(Saved data entries)
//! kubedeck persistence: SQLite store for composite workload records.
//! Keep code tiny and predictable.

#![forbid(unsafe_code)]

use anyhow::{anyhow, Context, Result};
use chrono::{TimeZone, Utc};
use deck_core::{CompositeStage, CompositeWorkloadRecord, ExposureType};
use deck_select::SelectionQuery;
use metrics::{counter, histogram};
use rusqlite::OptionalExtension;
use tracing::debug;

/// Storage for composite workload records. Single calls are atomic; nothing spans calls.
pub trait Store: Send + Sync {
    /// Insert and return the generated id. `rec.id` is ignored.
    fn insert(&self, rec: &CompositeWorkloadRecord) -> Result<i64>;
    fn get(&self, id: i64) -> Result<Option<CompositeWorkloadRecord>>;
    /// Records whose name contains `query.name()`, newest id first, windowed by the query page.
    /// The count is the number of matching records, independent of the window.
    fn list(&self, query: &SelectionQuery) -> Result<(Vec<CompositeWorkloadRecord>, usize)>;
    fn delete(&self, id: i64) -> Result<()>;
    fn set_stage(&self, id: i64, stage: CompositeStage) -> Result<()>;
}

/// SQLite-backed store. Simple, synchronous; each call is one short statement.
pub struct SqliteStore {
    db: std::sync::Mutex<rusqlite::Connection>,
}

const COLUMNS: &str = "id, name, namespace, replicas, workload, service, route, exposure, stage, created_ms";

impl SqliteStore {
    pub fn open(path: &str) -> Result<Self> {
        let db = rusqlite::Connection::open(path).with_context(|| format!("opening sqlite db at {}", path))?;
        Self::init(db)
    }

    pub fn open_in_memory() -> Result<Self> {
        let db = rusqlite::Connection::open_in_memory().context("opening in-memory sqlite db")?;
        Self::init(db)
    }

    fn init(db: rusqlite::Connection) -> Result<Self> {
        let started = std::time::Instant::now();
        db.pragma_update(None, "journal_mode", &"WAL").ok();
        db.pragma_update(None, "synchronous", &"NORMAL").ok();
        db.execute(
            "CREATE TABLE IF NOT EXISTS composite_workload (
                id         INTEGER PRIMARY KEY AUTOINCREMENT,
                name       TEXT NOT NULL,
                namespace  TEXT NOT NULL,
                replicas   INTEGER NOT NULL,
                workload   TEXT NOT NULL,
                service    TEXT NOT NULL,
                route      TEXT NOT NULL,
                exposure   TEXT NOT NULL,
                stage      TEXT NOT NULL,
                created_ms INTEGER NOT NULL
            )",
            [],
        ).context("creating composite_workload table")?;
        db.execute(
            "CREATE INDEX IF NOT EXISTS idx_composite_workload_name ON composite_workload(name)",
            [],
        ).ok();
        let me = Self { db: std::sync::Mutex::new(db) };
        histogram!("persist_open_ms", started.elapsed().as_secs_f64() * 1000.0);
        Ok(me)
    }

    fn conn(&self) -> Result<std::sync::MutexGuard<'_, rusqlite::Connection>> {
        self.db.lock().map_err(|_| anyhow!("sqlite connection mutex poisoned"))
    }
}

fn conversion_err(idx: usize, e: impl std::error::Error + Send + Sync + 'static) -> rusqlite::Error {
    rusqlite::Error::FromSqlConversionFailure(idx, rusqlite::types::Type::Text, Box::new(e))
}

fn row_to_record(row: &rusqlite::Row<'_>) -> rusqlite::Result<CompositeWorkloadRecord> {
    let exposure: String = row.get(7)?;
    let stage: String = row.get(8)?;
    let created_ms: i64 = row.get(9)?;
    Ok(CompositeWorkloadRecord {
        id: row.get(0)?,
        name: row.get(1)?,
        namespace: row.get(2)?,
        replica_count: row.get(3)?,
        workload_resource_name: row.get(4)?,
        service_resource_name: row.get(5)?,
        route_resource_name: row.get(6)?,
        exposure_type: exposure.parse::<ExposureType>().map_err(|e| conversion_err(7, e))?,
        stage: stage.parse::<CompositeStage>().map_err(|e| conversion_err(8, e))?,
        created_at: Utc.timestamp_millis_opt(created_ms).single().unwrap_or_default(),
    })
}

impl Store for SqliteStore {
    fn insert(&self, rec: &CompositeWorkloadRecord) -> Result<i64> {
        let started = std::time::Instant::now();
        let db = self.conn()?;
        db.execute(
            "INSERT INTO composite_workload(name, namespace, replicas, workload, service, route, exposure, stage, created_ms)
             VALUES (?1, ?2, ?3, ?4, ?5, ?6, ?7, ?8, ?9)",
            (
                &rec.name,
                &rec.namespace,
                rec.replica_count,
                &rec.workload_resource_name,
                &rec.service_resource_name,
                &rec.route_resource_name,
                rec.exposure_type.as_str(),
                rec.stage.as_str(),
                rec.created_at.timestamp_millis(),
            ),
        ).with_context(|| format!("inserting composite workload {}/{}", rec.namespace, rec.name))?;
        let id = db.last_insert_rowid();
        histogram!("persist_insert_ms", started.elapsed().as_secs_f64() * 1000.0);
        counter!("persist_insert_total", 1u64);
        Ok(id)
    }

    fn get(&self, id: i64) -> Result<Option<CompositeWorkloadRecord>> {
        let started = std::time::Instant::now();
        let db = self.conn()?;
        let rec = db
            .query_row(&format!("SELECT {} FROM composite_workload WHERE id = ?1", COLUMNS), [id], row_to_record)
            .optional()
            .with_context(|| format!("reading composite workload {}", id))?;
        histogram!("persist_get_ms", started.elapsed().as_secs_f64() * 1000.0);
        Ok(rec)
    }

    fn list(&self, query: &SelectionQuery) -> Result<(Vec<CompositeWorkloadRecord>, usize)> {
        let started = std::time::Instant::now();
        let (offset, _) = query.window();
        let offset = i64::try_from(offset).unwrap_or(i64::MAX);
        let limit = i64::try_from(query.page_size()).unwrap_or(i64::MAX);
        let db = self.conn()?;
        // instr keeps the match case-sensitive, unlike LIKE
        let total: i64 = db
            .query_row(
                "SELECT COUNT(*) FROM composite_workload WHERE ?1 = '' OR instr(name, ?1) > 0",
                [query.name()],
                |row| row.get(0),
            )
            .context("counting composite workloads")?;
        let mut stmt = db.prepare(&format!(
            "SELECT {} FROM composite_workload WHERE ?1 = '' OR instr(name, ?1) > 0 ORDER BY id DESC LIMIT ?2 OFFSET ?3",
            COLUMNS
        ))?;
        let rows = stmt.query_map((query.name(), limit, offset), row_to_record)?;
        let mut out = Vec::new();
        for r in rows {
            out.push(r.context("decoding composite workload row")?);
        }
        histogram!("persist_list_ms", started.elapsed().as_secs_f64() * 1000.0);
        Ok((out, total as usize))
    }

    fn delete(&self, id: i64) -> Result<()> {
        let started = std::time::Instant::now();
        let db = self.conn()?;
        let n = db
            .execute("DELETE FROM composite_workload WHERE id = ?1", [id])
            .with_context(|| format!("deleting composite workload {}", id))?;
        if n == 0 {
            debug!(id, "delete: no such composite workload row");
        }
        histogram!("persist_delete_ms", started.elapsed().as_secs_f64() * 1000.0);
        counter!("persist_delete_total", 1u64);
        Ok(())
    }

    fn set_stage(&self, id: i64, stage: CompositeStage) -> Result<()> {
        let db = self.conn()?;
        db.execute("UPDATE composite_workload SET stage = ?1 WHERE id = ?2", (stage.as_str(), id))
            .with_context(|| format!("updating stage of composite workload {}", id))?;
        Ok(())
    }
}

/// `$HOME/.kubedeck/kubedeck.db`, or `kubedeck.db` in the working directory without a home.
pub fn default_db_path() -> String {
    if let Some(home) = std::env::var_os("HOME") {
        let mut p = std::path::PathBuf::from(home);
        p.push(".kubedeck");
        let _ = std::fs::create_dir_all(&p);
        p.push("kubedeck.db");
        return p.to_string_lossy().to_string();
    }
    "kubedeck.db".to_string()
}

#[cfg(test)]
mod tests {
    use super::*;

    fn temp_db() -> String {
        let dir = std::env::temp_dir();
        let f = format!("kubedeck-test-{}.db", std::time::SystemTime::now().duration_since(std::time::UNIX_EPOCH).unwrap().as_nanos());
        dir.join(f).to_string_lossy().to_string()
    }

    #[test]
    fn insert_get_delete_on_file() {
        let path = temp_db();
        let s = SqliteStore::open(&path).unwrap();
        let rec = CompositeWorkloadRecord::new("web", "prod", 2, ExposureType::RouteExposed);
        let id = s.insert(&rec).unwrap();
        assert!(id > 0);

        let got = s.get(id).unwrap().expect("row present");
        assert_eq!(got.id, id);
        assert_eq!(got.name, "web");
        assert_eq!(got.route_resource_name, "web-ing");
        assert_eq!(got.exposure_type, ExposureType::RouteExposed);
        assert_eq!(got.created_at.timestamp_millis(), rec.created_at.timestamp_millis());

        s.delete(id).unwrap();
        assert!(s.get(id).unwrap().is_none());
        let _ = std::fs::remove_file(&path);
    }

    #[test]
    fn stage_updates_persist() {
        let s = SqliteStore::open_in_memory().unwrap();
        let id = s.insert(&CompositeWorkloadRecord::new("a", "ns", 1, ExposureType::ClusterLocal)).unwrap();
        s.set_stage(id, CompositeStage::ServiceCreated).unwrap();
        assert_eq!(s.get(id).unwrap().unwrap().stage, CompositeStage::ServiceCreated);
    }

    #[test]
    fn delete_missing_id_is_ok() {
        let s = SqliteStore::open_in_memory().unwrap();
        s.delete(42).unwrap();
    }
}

[What you need to do]: Set apart and copy each line of the records that holds the word "SqliteStore".

[Answer]:
pub struct SqliteStore {
impl SqliteStore {
impl Store for SqliteStore {
        let s = SqliteStore::open(&path).unwrap();
        let s = SqliteStore::open_in_memory().unwrap();
        let s = SqliteStore::open_in_memory().unwrap();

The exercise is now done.